╭──

//! Offline topology plan
//!
//! Computes what a run would submit, from discovery alone, without opening
//! a connection.

use serde::Serialize;

use crate::topology::{
    distinct_databases, group_shard_nodes, DesiredMembers, ReplicaSetMember, ShardedCollectionSpec,
};

use super::discovery::NodeDiscovery;
use super::errors::ReconcileResult;
use super::orchestrator::check_config_servers;
use super::settings::{InstanceType, RunSettings};

#[derive(Debug, Clone, PartialEq, Eq, Serialize)]
pub struct PlannedReplicaSet {
    pub name: String,
    /// Members an initiate would carry
    pub members: Vec<ReplicaSetMember>,
}

/// Desired state for one node.
#[derive(Debug, Clone, PartialEq, Eq, Serialize)]
pub struct TopologyPlan {
    pub node_name: String,
    pub instance_type: InstanceType,
    #[serde(skip_serializing_if = "Option::is_none")]
    pub replica_set: Option<PlannedReplicaSet>,
    #[serde(skip_serializing_if = "Option::is_none")]
    pub config_servers: Option<usize>,
    pub shards: Vec<String>,
    pub databases: Vec<String>,
    pub collections: Vec<ShardedCollectionSpec>,
}

impl TopologyPlan {
    /// Build the plan, applying the same fatal checks as a run.
    pub fn build(settings: &RunSettings, discovery: &dyn NodeDiscovery) -> ReconcileResult<Self> {
        let collections = ShardedCollectionSpec::parse_all(&settings.sharded_collections)?;

        let mut plan = Self {
            node_name: settings.node_name.clone(),
            instance_type: settings.instance_type,
            replica_set: None,
            config_servers: None,
            shards: Vec::new(),
            databases: Vec::new(),
            collections: Vec::new(),
        };

        if let Some(name) = &settings.replica_set_name {
            let candidates = discovery.list_nodes(&settings.replica_set_query())?;
            plan.replica_set = Some(PlannedReplicaSet {
                name: name.clone(),
                members: DesiredMembers::from_candidates(&candidates).by_host,
            });
        }

        if settings.instance_type.is_router() {
            plan.config_servers = Some(check_config_servers(discovery, settings)?);
            let shard_nodes = discovery.list_nodes(&settings.shard_query())?;
            plan.shards = group_shard_nodes(&shard_nodes)
                .iter()
                .map(|d| d.spec().to_string())
                .collect();
            plan.databases = distinct_databases(&collections);
            plan.collections = collections;
        }

        Ok(plan)
    }
}
//! Reconciliation Errors
//!
//! Only input and configuration errors propagate. Everything that happens
//! on the wire is converted into an outcome at the call site.

use thiserror::Error;

/// Result type for reconciliation runs
pub type ReconcileResult<T> = Result<T, ReconcileError>;

/// Errors that abort a provisioning run
#[derive(Debug, Clone, PartialEq, Eq, Error)]
pub enum ReconcileError {
    /// Unknown instance type or node role
    #[error("Unknown shard type: '{0}'")]
    InvalidShardType(String),

    /// Discovery returned no members and the node runs solo
    #[error("No members found for replica set '{replica_set}'")]
    NoMembersFound { replica_set: String },

    /// Malformed configuration value
    #[error("Invalid configuration: {0}")]
    InvalidConfiguration(String),

    /// Routing layer needs exactly 1 or 3 config servers
    #[error("Wrong number of config servers: found {0}, expected 1 or 3")]
    WrongConfigServerCount(usize),

    /// Discovery collaborator failed
    #[error("Discovery failed: {0}")]
    Discovery(String),
}

impl ReconcileError {
    /// Stable error code string
    pub fn code(&self) -> &'static str {
        match self {
            ReconcileError::InvalidShardType(_) => "SHARDKEEPER_INVALID_SHARD_TYPE",
            ReconcileError::NoMembersFound { .. } => "SHARDKEEPER_NO_MEMBERS_FOUND",
            ReconcileError::InvalidConfiguration(_) => "SHARDKEEPER_INVALID_CONFIGURATION",
            ReconcileError::WrongConfigServerCount(_) => "SHARDKEEPER_WRONG_CONFIG_SERVER_COUNT",
            ReconcileError::Discovery(_) => "SHARDKEEPER_DISCOVERY_FAILED",
        }
    }

    /// Every reconcile error stops the run before further mutations.
    pub fn is_fatal(&self) -> bool {
        true
    }
}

╰──

# Exercise
A count is needed of the lines in this data that contain "Option"; give the number and no other text.

# Answer to the problem
4